Saturday 29 February 2020

Leopoldstadt - Tom Stoppard

New plays by Tom Stoppard don't come along very often, so of course when one did, it was inevitable that I would book tickets. My friend A and went on what turned out to be press day 

I have very mixed feelings about the play. I really wanted to like it, and given Stoppard's track record, I had high expectations, but I ended up feeling that there was a much better lay somewhere inside, struggling to get out.

The premise is that it follows a single family, living in Vienna, from 1899 to 1955. The family are (mostly) Jewish - Hermann Metz (Adrian Scarborough) , head of the family, has converted and been baptised as a catholic, and married a catholic woman and considers himself to be assimilated into Austrian society. He has ambitions to join the jockey club, is an optimist about the ways in which the Austrian Empire has progressed, allowing Jewish people to leave the ghettos and become accepted in society.


His brother-in-law, Ludwig Jakobovicz, is a mathematician at the University, and is less optimistic,  more resigned to the realities of anti-semitism and a slower rate of change, and primarily focused on his research.
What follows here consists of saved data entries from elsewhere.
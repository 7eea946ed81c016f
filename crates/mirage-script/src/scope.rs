//! Lexical environments

use std::collections::HashMap;
use std::sync::Arc;

use parking_lot::RwLock;

use crate::error::{ScriptError, ScriptResult};
use crate::module::ModuleNamespace;
use crate::value::Value;

/// A variable binding
#[derive(Debug, Clone)]
enum Binding {
    Value { value: Value, mutable: bool },
    /// Live view of another module's export
    Import {
        namespace: Arc<ModuleNamespace>,
        name: String,
    },
}

/// One environment in a scope chain
#[derive(Debug, Default)]
pub struct Scope {
    parent: Option<Arc<Scope>>,
    bindings: RwLock<HashMap<String, Binding>>,
}

impl Scope {
    /// Create a root scope
    pub fn root() -> Arc<Self> {
        Arc::new(Self::default())
    }

    /// Create a scope nested in `parent`
    pub fn child(parent: &Arc<Scope>) -> Arc<Self> {
        Arc::new(Self {
            parent: Some(Arc::clone(parent)),
            bindings: RwLock::new(HashMap::new()),
        })
    }

    /// Declare (or redeclare) a name in this scope
    pub fn declare(&self, name: impl Into<String>, value: Value, mutable: bool) {
        self.bindings
            .write()
            .insert(name.into(), Binding::Value { value, mutable });
    }

    /// Bind `local` to the export `name` of `namespace`
    pub fn bind_import(
        &self,
        local: impl Into<String>,
        namespace: Arc<ModuleNamespace>,
        name: &str,
    ) {
        self.bindings.write().insert(
            local.into(),
            Binding::Import {
                namespace,
                name: name.to_string(),
            },
        );
    }

    /// Whether this scope itself binds `name`
    pub fn has_own(&self, name: &str) -> bool {
        self.bindings.read().contains_key(name)
    }

    /// Resolve a name through the chain
    pub fn lookup(&self, name: &str) -> ScriptResult<Value> {
        let mut scope = self;
        loop {
            if let Some(binding) = scope.bindings.read().get(name) {
                return match binding {
                    Binding::Value { value, .. } => Ok(value.clone()),
                    Binding::Import {
                        namespace,
                        name: export,
                    } => namespace.get(export).ok_or_else(|| {
                        ScriptError::Reference(format!(
                            "Cannot access '{}' before initialization",
                            name
                        ))
                    }),
                };
            }
            match &scope.parent {
                Some(parent) => scope = parent.as_ref(),
                None => return Err(ScriptError::not_defined(name)),
            }
        }
    }

    /// Update an existing binding
    pub fn assign(&self, name: &str, value: Value) -> ScriptResult<()> {
        let mut scope = self;
        loop {
            {
                let mut bindings = scope.bindings.write();
                if let Some(binding) = bindings.get_mut(name) {
                    return match binding {
                        Binding::Value {
                            value: slot,
                            mutable: true,
                        } => {
                            *slot = value;
                            Ok(())
                        }
                        _ => Err(ScriptError::type_error("Assignment to constant variable.")),
                    };
                }
            }
            match &scope.parent {
                Some(parent) => scope = parent.as_ref(),
                None => return Err(ScriptError::not_defined(name)),
            }
        }
    }
}

#[cfg(test)]
mod tests {
    use super::*;

    #[test]
    fn test_lookup_walks_parents() {
        let root = Scope::root();
        root.declare("a", Value::Number(1.0), false);
        let inner = Scope::child(&root);
        inner.declare("b", Value::Number(2.0), true);
        assert!(matches!(inner.lookup("a"), Ok(Value::Number(n)) if n == 1.0));
        assert!(matches!(inner.lookup("b"), Ok(Value::Number(n)) if n == 2.0));
        assert!(matches!(root.lookup("b"), Err(ScriptError::Reference(_))));
    }

    #[test]
    fn test_assign_const_fails() {
        let root = Scope::root();
        root.declare("fixed", Value::Null, false);
        root.declare("open", Value::Null, true);
        let inner = Scope::child(&root);
        assert!(matches!(inner.assign("fixed", Value::Bool(true)), Err(ScriptError::Type(_))));
        inner.assign("open", Value::Bool(true)).unwrap();
        assert!(matches!(root.lookup("open"), Ok(Value::Bool(true))));
    }

    #[test]
    fn test_import_binding_is_live() {
        let namespace = Arc::new(ModuleNamespace::new());
        let scope = Scope::root();
        scope.bind_import("answer", Arc::clone(&namespace), "default");
        assert!(matches!(scope.lookup("answer"), Err(ScriptError::Reference(_))));
        namespace.set("default", Value::Number(42.0));
        assert!(matches!(scope.lookup("answer"), Ok(Value::Number(n)) if n == 42.0));
    }
}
The play moves forward in time, with scenes in 1900, 1924, 1938 (Kristallnacht) and 1955, there is a cast of over 40 people, although the numbers fall over the course of the play, with the final scene having just 3 characters remaining on stage. Almost everything takes place in a single room, which changes from turn-of-the-century richness to the grim, battered state of the room in 1955,. It's an excellent visual reflection of the changing fortunes of the family.

Given that the play follows the fortunes of a Austrian-Jewish family through the first half of the 20th Century it was inevitably going to end tragically, and this is constantly foreshadowed throughout the play, to the extent that is feels very heavy handed.

And that is my key issue with the play - it has an awful lot of  very obvious, repetitive exposition, with characters laboriously explaining things to each other,including things about their own shared personal and family history.

There are parts where the exposition and foreshadowing are done much more subtly, and work far better - for instance, in relation to WW2.

The final scenes were very well done  - the remnants of the family have returned to try to recover their looted art (A Klimt portrait of Hermann's wife, Gretl) and home . The survivors include the character presumably based on Stoppard himself, a young man whose mother was widowed before the war, and remarried an English journalist, who was able to take her and her son to England, in 1938, and to bring her son up as a Englishman, forgetful of his Austrian and Jewish roots, who becomes someone to whom the others can explain what happened.

The play ends listing the names of the characters we last saw in 1938, and their fates.. Auschwitz, Dachau, Suicide....

I think this could have been a very good mini-series, with more time and space to allow us to get to know the multiple characters and perhaps to show more, and cut down on the lectures-to-the-audience , alternatively I think it could be a very good play, if it were perhaps to be edited a little, with a view to trusting the audience a little more.